Entre estas, destaca-se o desempenho positivo do S&P 500, que impede o LEI de apresentar resultados ainda mais negativos. Este cenário reforça a perceção de que a economia norte-americana opera a duas velocidades: o setor tecnológico, que continua a prosperar, e os restantes setores, que enfrentam relativas dificuldades.

 

 

Outro indicador relevante é a regra de Sahm, atualmente em +0,43 pontos percentuais. Segundo esta métrica, quando a média da taxa de desemprego dos últimos três meses excede em meio ponto percentual a taxa mais baixa dos últimos 12 meses, isso é um sinal de recessão. Adicionalmente, a Reserva Federal de Nova Iorque estima uma probabilidade de 33% de recessão até ao final de 2025, de acordo com o spread entre o rendimento do tesouro a 10 anos e a yield dos bilhetes do tesouro a três meses.

 

 

Além disso, se a diferença entre o rendimento do tesouro dos EUA a 10 anos e a 2 anos aumentar, alcançando, por exemplo, 1%, isso pode indicar que a Reserva Federal já começou a cortar as taxas de juro para evitar uma recessão (uma postura que tende a reduzir os rendimentos a 2 anos) ou que o agravamento das contas públicas dos EUA está a pressionar os rendimentos a 10 anos em alta.

 

 

Por outro lado, enquanto a taxa de juro overnight garantida por títulos de dívida pública dos EUA (Secured Overnight Financing Rate, SOFR) se mantiver dentro do intervalo das Fed Funds Rate, não há motivos de preocupação.
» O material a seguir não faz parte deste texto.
#[tokio::test]
async fn test_dead_idle_connection_evicted_on_acquire() {
    let factory = MockFactory::new();
    let pool = ResourcePool::new(
        config().with_liveness_interval(Duration::ZERO),
        factory.clone(),
    )
    .unwrap();
    let id = Identity::new("id1");

    let first = pool.acquire(&id).await.unwrap();
    pool.release(&first, false).await;

    // The backend dropped the connection while it sat idle.
    factory.set_valid(false);

    let second = pool.acquire(&id).await.unwrap();
    assert!(!Arc::ptr_eq(&first, &second));

    let status = pool.status();
    assert_eq!(status.created, 2);
    assert_eq!(status.destroyed, 1);
    assert_eq!(status.probe_failures, 1);
    assert_eq!(status.total, 1);
}

// ==================== Reaping ====================

#[tokio::test]
async fn test_reap_evicts_expired_idle() {
    let factory = MockFactory::new();
    let pool = ResourcePool::new(config().with_idle_ttl(Duration::from_millis(10)), factory)
        .unwrap();
    let id = Identity::new("id1");

    let conn = pool.acquire(&id).await.unwrap();
    pool.release(&conn, false).await;
    tokio::time::sleep(Duration::from_millis(30)).await;

    pool.reap(false).await;

    let status = pool.status();
    assert_eq!(status.total, 0);
    assert_eq!(status.destroyed, 1);
    assert_eq!(pool.identity_snapshot(&id).unwrap().unused, 0);
}

#[tokio::test]
async fn test_reap_spares_fresh_idle_and_in_use() {
    let factory = MockFactory::new();
    let pool =
        ResourcePool::new(config().with_idle_ttl(Duration::from_secs(60)), factory).unwrap();
    let id = Identity::new("id1");

    let held = pool.acquire(&id).await.unwrap();
    let idle = pool.acquire(&id).await.unwrap();
    pool.release(&idle, false).await;

    pool.reap(false).await;

    let status = pool.status();
    assert_eq!(status.total, 2);
    assert_eq!(status.in_use, 1);
    assert_eq!(status.idle, 1);

    pool.release(&held, false).await;
}

#[tokio::test]
async fn test_forced_reap_ignores_ttl() {
    let factory = MockFactory::new();
    let pool =
        ResourcePool::new(config().with_idle_ttl(Duration::from_secs(60)), factory).unwrap();
    let id = Identity::new("id1");

    let conn = pool.acquire(&id).await.unwrap();
    pool.release(&conn, false).await;

    pool.reap(true).await;
    assert_eq!(pool.status().total, 0);

    // The bucket itself persists for the pool's lifetime.
    assert!(pool.identity_snapshot(&id).is_some());
}

#[tokio::test]
async fn test_background_reaper() {
    let factory = MockFactory::new();
    let pool = ResourcePool::new(
        config()
            .with_shrink_enabled(true)
            .with_reap_interval(Duration::from_millis(20))
            .with_idle_ttl(Duration::from_millis(10)),
        factory,
    )
    .unwrap();
    let id = Identity::new("id1");

    let conn = pool.acquire(&id).await.unwrap();
    pool.release(&conn, false).await;

    // No foreground call: the reaper alone evicts the expired idle.
    tokio::time::sleep(Duration::from_millis(100)).await;

    let status = pool.status();
    assert_eq!(status.total, 0);
    assert_eq!(status.destroyed, 1);

    pool.shutdown().await;
}

// ==================== Release Semantics ====================

#[tokio::test]
async fn test_double_release_is_noop() {
    let factory = MockFactory::new();
    let pool = ResourcePool::new(config().with_max_connections(3), factory).unwrap();
    let id = Identity::new("id1");

    let conn = pool.acquire(&id).await.unwrap();
    pool.release(&conn, false).await;
    pool.release(&conn, false).await;
    pool.release(&conn, true).await;

    let status = pool.status();
    assert_eq!(status.in_use, 0);
    assert_eq!(status.idle, 1);
    assert_eq!(status.destroyed, 0);
    assert_eq!(pool.available_permits(), 3);
}

#[tokio::test]
async fn test_release_of_dead_connection_destroys_it() {
    let factory = MockFactory::new();
    let pool = ResourcePool::new(config(), factory.clone()).unwrap();
    let id = Identity::new("id1");

    let conn = pool.acquire(&id).await.unwrap();
    conn.mark_dead();
    pool.release(&conn, false).await;

    let status = pool.status();
    assert_eq!(status.total, 0);
    assert_eq!(status.destroyed, 1);
    assert_eq!(factory.closed(), 1);
}

// ==================== Shutdown ====================

#[tokio::test]
async fn test_shutdown_closes_idle_and_rejects_acquires() {
    let factory = MockFactory::new();
    let pool = ResourcePool::new(config(), factory.clone()).unwrap();
    let id = Identity::new("id1");

    let held = pool.acquire(&id).await.unwrap();
    let idle = pool.acquire(&id).await.unwrap();
    pool.release(&idle, false).await;

    pool.shutdown().await;

    // Idle connections closed immediately.
    assert_eq!(pool.status().idle, 0);
    assert_eq!(factory.closed(), 1);

    // Subsequent acquires fail fast, without waiting.
    let start = Instant::now();
    let err = pool.acquire(&id).await.unwrap_err();
    assert!(matches!(err, Error::ShuttingDown));
    assert!(start.elapsed() < Duration::from_millis(50));

    // In-use connections are closed as they come back.
    pool.release(&held, false).await;
    assert_eq!(pool.status().total, 0);
    assert_eq!(factory.closed(), 2);

    // Shutdown is idempotent.
    pool.shutdown().await;
}
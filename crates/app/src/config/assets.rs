//! Assets Config

use std::path::PathBuf;

use clap::Args;

/// Uploaded file storage settings.
#[derive(Debug, Args)]
pub(crate) struct AssetsConfig {
    /// Directory holding uploaded files
    #[arg(long, env = "ASSETS_ROOT", default_value = "uploads")]
    pub assets_root: PathBuf,
}
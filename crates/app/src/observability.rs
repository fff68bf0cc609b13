//! Tracing subscriber initialisation.

use thiserror::Error;
use tracing_subscriber::{
    EnvFilter, Registry,
    layer::{Layer, SubscriberExt},
    util::SubscriberInitExt,
};

use crate::config::observability::{LogFormat, LoggingConfig};

/// Errors raised while initialising logging.
#[derive(Debug, Error)]
pub(crate) enum ObservabilityError {
    /// Failed to initialise tracing subscriber.
    #[error("failed to initialise tracing subscriber: {0}")]
    TracingSubscriber(#[from] tracing_subscriber::util::TryInitError),
}

/// Install the global subscriber: an `EnvFilter` plus a compact or JSON fmt layer.
pub(crate) fn init(config: &LoggingConfig) -> Result<(), ObservabilityError> {
    match config.log_format {
        LogFormat::Compact => init_with_layer(
            config,
            tracing_subscriber::fmt::layer()
                .compact()
                .with_target(true)
                .with_file(true)
                .with_line_number(true),
        ),
        LogFormat::Json => init_with_layer(
            config,
            tracing_subscriber::fmt::layer()
                .json()
                .with_current_span(true)
                .with_span_list(true)
                .with_target(true),
        ),
    }
}

fn build_env_filter(config: &LoggingConfig) -> EnvFilter {
    EnvFilter::try_from_default_env().unwrap_or_else(|_| {
        EnvFilter::new(format!(
            "{},sqlx=warn,hyper=warn,reqwest=warn",
            config.log_level
        ))
    })
}

fn init_with_layer<L>(config: &LoggingConfig, fmt_layer: L) -> Result<(), ObservabilityError>
where
    L: Layer<Registry> + Send + Sync + 'static,
{
    tracing_subscriber::registry()
        .with(fmt_layer)
        .with(build_env_filter(config))
        .try_init()?;

    Ok(())
}
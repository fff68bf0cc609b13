//! Booking Models

use std::{
    fmt::{Display, Formatter, Result as FmtResult},
    str::FromStr,
};

use jiff::Timestamp;
use serde::{Deserialize, Serialize};

use crate::{
    assets::AssetHandle,
    ids::{BookingUuid, RecordUuid},
    kinds::{ItemKind, UnknownKind},
    lifecycle::{Lifecycle, Trashable},
};

/// What a booking is for: exactly one purchasable catalog item.
#[derive(Debug, Clone, Copy, PartialEq, Eq, Hash, Serialize, Deserialize)]
pub struct ItemRef {
    pub kind: ItemKind,
    pub uuid: RecordUuid,
}

/// Where the payment for a booking stands.
#[derive(Debug, Clone, Copy, PartialEq, Eq, Hash, Serialize, Deserialize)]
#[serde(rename_all = "snake_case")]
pub enum PaymentState {
    /// Order created, no verified payment yet.
    Pending,

    /// A correctly signed payment was verified.
    Paid,

    /// The gateway reported the payment attempt failed.
    Failed,
}

/// Where the booking itself stands. Independent of trash.
#[derive(Debug, Clone, Copy, PartialEq, Eq, Hash, Serialize, Deserialize)]
#[serde(rename_all = "snake_case")]
pub enum BookingState {
    /// Awaiting payment.
    Pending,

    /// Paid and confirmed.
    Confirmed,

    /// Cancelled before confirmation.
    Cancelled,
}

impl PaymentState {
    #[must_use]
    pub const fn as_str(self) -> &'static str {
        match self {
            Self::Pending => "pending",
            Self::Paid => "paid",
            Self::Failed => "failed",
        }
    }
}

impl BookingState {
    #[must_use]
    pub const fn as_str(self) -> &'static str {
        match self {
            Self::Pending => "pending",
            Self::Confirmed => "confirmed",
            Self::Cancelled => "cancelled",
        }
    }
}

impl Display for PaymentState {
    fn fmt(&self, f: &mut Formatter<'_>) -> FmtResult {
        f.write_str(self.as_str())
    }
}

impl Display for BookingState {
    fn fmt(&self, f: &mut Formatter<'_>) -> FmtResult {
        f.write_str(self.as_str())
    }
}

impl FromStr for PaymentState {
    type Err = UnknownKind;

    fn from_str(value: &str) -> Result<Self, Self::Err> {
        match value {
            "pending" => Ok(Self::Pending),
            "paid" => Ok(Self::Paid),
            "failed" => Ok(Self::Failed),
            _ => Err(UnknownKind(value.to_string())),
        }
    }
}

impl FromStr for BookingState {
    type Err = UnknownKind;

    fn from_str(value: &str) -> Result<Self, Self::Err> {
        match value {
            "pending" => Ok(Self::Pending),
            "confirmed" => Ok(Self::Confirmed),
            "cancelled" => Ok(Self::Cancelled),
            _ => Err(UnknownKind(value.to_string())),
        }
    }
}

/// Contact details of the person booking.
#[derive(Debug, Clone, PartialEq, Eq, Default, Serialize, Deserialize)]
pub struct BookerDetails {
    pub name: String,
    pub email: String,
    pub phone: String,
    #[serde(default, skip_serializing_if = "Option::is_none")]
    pub note: Option<String>,
}

/// Largest amount a booking can carry; storage keeps amounts as signed 64-bit.
pub const MAX_AMOUNT: u64 = i64::MAX.unsigned_abs();

/// Booking Model
#[derive(Debug, Clone, PartialEq, Serialize, Deserialize)]
pub struct Booking {
    pub uuid: BookingUuid,
    pub item: ItemRef,
    /// Amount in the smallest currency unit (paise for INR).
    pub amount: u64,
    /// ISO 4217 code the order was created in.
    pub currency: String,
    pub booker: BookerDetails,
    pub payment_state: PaymentState,
    pub booking_state: BookingState,
    pub gateway_order_id: String,
    /// Set once, by the verification that settled the payment.
    pub gateway_payment_id: Option<String>,
    pub lifecycle: Lifecycle,
    pub created_at: Timestamp,
    pub updated_at: Timestamp,
}

impl Booking {
    /// A confirmed booking must have been paid.
    #[must_use]
    pub fn is_consistent(&self) -> bool {
        self.booking_state != BookingState::Confirmed || self.payment_state == PaymentState::Paid
    }
}

impl Trashable for Booking {
    type Id = BookingUuid;

    fn id(&self) -> BookingUuid {
        self.uuid
    }

    fn lifecycle(&self) -> Lifecycle {
        self.lifecycle
    }

    fn assets(&self) -> &[AssetHandle] {
        &[]
    }

    fn set_lifecycle(&mut self, lifecycle: Lifecycle, updated_at: Timestamp) {
        self.lifecycle = lifecycle;
        self.updated_at = updated_at;
    }
}

/// Payment outcome applied by a conditional write on a booking.
#[derive(Debug, Clone, PartialEq, Eq)]
pub enum PaymentUpdate {
    /// Settle the payment and confirm the booking in the same write.
    Paid { payment_id: String },

    /// The gateway reported the payment attempt failed; the booking stays pending.
    Failed,
}

impl PaymentUpdate {
    #[must_use]
    pub const fn payment_state(&self) -> PaymentState {
        match self {
            Self::Paid { .. } => PaymentState::Paid,
            Self::Failed => PaymentState::Failed,
        }
    }

    /// Apply to an in-memory booking. Callers must have checked the precondition.
    pub fn apply(self, booking: &mut Booking, updated_at: Timestamp) {
        match self {
            Self::Paid { payment_id } => {
                booking.payment_state = PaymentState::Paid;
                booking.booking_state = BookingState::Confirmed;
                booking.gateway_payment_id.get_or_insert(payment_id);
            }
            Self::Failed => booking.payment_state = PaymentState::Failed,
        }

        booking.updated_at = updated_at;
    }
}
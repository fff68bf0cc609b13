//! Database connection management

use sqlx::{PgPool, Postgres, Transaction, migrate::MigrateError, postgres::PgPoolOptions};

#[derive(Debug, Clone)]
pub struct Db {
    pool: PgPool,
}

impl Db {
    #[must_use]
    pub fn new(pool: PgPool) -> Self {
        Self { pool }
    }

    #[must_use]
    pub fn pool(&self) -> &PgPool {
        &self.pool
    }

    /// Begin a transaction.
    ///
    /// # Errors
    ///
    /// Returns an error when no connection can be acquired.
    pub async fn begin(&self) -> Result<Transaction<'static, Postgres>, sqlx::Error> {
        self.pool.begin().await
    }
}

/// Connect to `PostgreSQL`.
///
/// # Errors
///
/// Returns an error if the connection cannot be established.
pub async fn connect(database_url: &str, max_connections: u32) -> Result<PgPool, sqlx::Error> {
    PgPoolOptions::new()
        .max_connections(max_connections)
        .connect(database_url)
        .await
}

/// Apply pending migrations.
///
/// # Errors
///
/// Returns an error if a migration fails or the applied history does not match.
pub async fn migrate(pool: &PgPool) -> Result<(), MigrateError> {
    sqlx::migrate!("../../migrations").run(pool).await
}
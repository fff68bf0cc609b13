//! Sanctum operator CLI

use std::process;

use tracing::error;

use crate::cli::Cli;

#[cfg(not(target_env = "msvc"))]
use tikv_jemallocator::Jemalloc;

#[cfg(not(target_env = "msvc"))]
#[global_allocator]
static GLOBAL: Jemalloc = Jemalloc;

mod cli;
mod config;
mod observability;
mod shutdown;

#[tokio::main]
async fn main() {
    let cli = Cli::load().unwrap_or_else(|error| error.exit());

    if let Err(error) = observability::init(&cli.logging) {
        #[expect(
            clippy::print_stderr,
            reason = "logging failed to initialise, stderr is all that is left"
        )]
        {
            eprintln!("{error}");
        }

        process::exit(1);
    }

    if let Err(error) = cli.run().await {
        error!("{error}");

        process::exit(1);
    }
}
Desvios pontuais, como os observados no final de meses, trimestres ou anos, também não apontam necessariamente para problemas de liquidez. Contudo, desvios frequentes fora do intervalo em dias regulares ou uma queda significativa nos volumes negociados podem sinalizar dificuldades de liquidez. Esse seria um sinal de alerta importante, com elevada probabilidade de impactar a economia e precipitar uma correção no S&P 500.